The U.S. has multiple whistleblowers laws with transnational applications to address these complicated international networks and prevent the importation and sale of illegally harvested timber in the U.S. The Lacey Act is the United States’ flagship legislation for controlling the illegal trafficking of fish, wildlife and plants. It was amended in 2008 to expand its protections to trees and timber products. The new legislation required importers to declare, among other things, the country where the wood was harvested.  The Act also contains a whistleblower provision for rewards to anyone who provides information leading to a successful prosecution, to be determined at the discretion of the agency.

However, traffickers often obscure timber country of origin by falsifying documentation and/or shipping the wood through one or more intermediary countries. Without inside information, it can be difficult to determine the accuracy of customs documents. A 2019 report by the nonprofit Environmental Investigation Agency (EIA) demonstrates this difficulty: it found that a corporation’s trafficking of wood through China is allowing timber illegally harvested from Africa’s Congo Basin to end up in furniture and flooring stores throughout America and Europe.

In doing so, the corporation could potentially violate the False Claims Act. The False Claims Act is a critically important whistleblower law which regulates fraud in connection with those receiving compensation or other benefits from the government. Created in 1863 by Abraham Lincoln, the law was originally applied to cases in which a contractor defrauded the government by submitting bills to the government for poorly performed or nonexistent work. However, the False Claims Act also applies to instances in which entities prevent the government from collecting what taxes or fees that is owed, a concept referred to as reverse false claims.

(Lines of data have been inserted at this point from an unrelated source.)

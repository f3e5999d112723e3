//! Database repository for catalog products.

use sqlx::PgConnection;
use tracing::instrument;
use uuid::Uuid;

use crate::{
    db::{
        errors::{DbError, Result},
        handlers::repository::Repository,
        models::products::{ProductCreateDBRequest, ProductDBResponse, ProductUpdateDBRequest},
    },
    types::{abbrev_uuid, ProductId},
};

const PRODUCT_COLUMNS: &str = "id, title, image, description, price, category, created_at";

/// Filter for listing products
#[derive(Debug, Clone)]
pub struct ProductFilter {
    pub category: Option<String>,
    pub skip: i64,
    pub limit: i64,
}

impl Default for ProductFilter {
    fn default() -> Self {
        Self {
            category: None,
            skip: 0,
            limit: 100,
        }
    }
}

pub struct Products<'c> {
    db: &'c mut PgConnection,
}

impl<'c> Products<'c> {
    pub fn new(db: &'c mut PgConnection) -> Self {
        Self { db }
    }
}

#[async_trait::async_trait]
impl<'c> Repository for Products<'c> {
    type CreateRequest = ProductCreateDBRequest;
    type UpdateRequest = ProductUpdateDBRequest;
    type Response = ProductDBResponse;
    type Id = ProductId;
    type Filter = ProductFilter;

    #[instrument(skip(self, request), fields(title = %request.title), err)]
    async fn create(&mut self, request: &Self::CreateRequest) -> Result<Self::Response> {
        let product = sqlx::query_as::<_, ProductDBResponse>(&format!(
            r#"
            INSERT INTO products (id, title, image, description, price, category)
            VALUES ($1, $2, $3, $4, $5, $6)
            RETURNING {PRODUCT_COLUMNS}
            "#
        ))
        .bind(Uuid::new_v4())
        .bind(&request.title)
        .bind(&request.image)
        .bind(&request.description)
        .bind(request.price)
        .bind(&request.category)
        .fetch_one(&mut *self.db)
        .await?;

        Ok(product)
    }

    #[instrument(skip(self), fields(product_id = %abbrev_uuid(&id)), err)]
    async fn get_by_id(&mut self, id: Self::Id) -> Result<Option<Self::Response>> {
        let product = sqlx::query_as::<_, ProductDBResponse>(&format!("SELECT {PRODUCT_COLUMNS} FROM products WHERE id = $1"))
            .bind(id)
            .fetch_optional(&mut *self.db)
            .await?;

        Ok(product)
    }

    #[instrument(skip(self, filter), fields(limit = filter.limit, skip = filter.skip), err)]
    async fn list(&mut self, filter: &Self::Filter) -> Result<Vec<Self::Response>> {
        let products = if let Some(category) = &filter.category {
            sqlx::query_as::<_, ProductDBResponse>(&format!(
                "SELECT {PRODUCT_COLUMNS} FROM products WHERE category = $1 ORDER BY created_at DESC LIMIT $2 OFFSET $3"
            ))
            .bind(category)
            .bind(filter.limit)
            .bind(filter.skip)
            .fetch_all(&mut *self.db)
            .await?
        } else {
            sqlx::query_as::<_, ProductDBResponse>(&format!(
                "SELECT {PRODUCT_COLUMNS} FROM products ORDER BY created_at DESC LIMIT $1 OFFSET $2"
            ))
            .bind(filter.limit)
            .bind(filter.skip)
            .fetch_all(&mut *self.db)
            .await?
        };

        Ok(products)
    }

    #[instrument(skip(self, request), fields(product_id = %abbrev_uuid(&id)), err)]
    async fn update(&mut self, id: Self::Id, request: &Self::UpdateRequest) -> Result<Self::Response> {
        let product = sqlx::query_as::<_, ProductDBResponse>(&format!(
            r#"
            UPDATE products
            SET title = COALESCE($2, title),
                image = COALESCE($3, image),
                description = COALESCE($4, description),
                price = COALESCE($5, price),
                category = COALESCE($6, category)
            WHERE id = $1
            RETURNING {PRODUCT_COLUMNS}
            "#
        ))
        .bind(id)
        .bind(&request.title)
        .bind(&request.image)
        .bind(&request.description)
        .bind(request.price)
        .bind(&request.category)
        .fetch_optional(&mut *self.db)
        .await?
        .ok_or(DbError::NotFound)?;

        Ok(product)
    }

    #[instrument(skip(self), fields(product_id = %abbrev_uuid(&id)), err)]
    async fn delete(&mut self, id: Self::Id) -> Result<bool> {
        let result = sqlx::query("DELETE FROM products WHERE id = $1")
            .bind(id)
            .execute(&mut *self.db)
            .await?;

        Ok(result.rows_affected() > 0)
    }
}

In recent years, customs violations have increasingly been prosecuted under reverse false claims, demonstrating the potential to apply the extremely successful False Claims Act to the issue of the illegal timber trade. The False Claims Act also contains a powerful whistleblower provision, known as qui tam. Whistleblowers who provide original information that results in a successful prosecution are awarded a mandatory reward of between 15% and 30% of the collected proceeds.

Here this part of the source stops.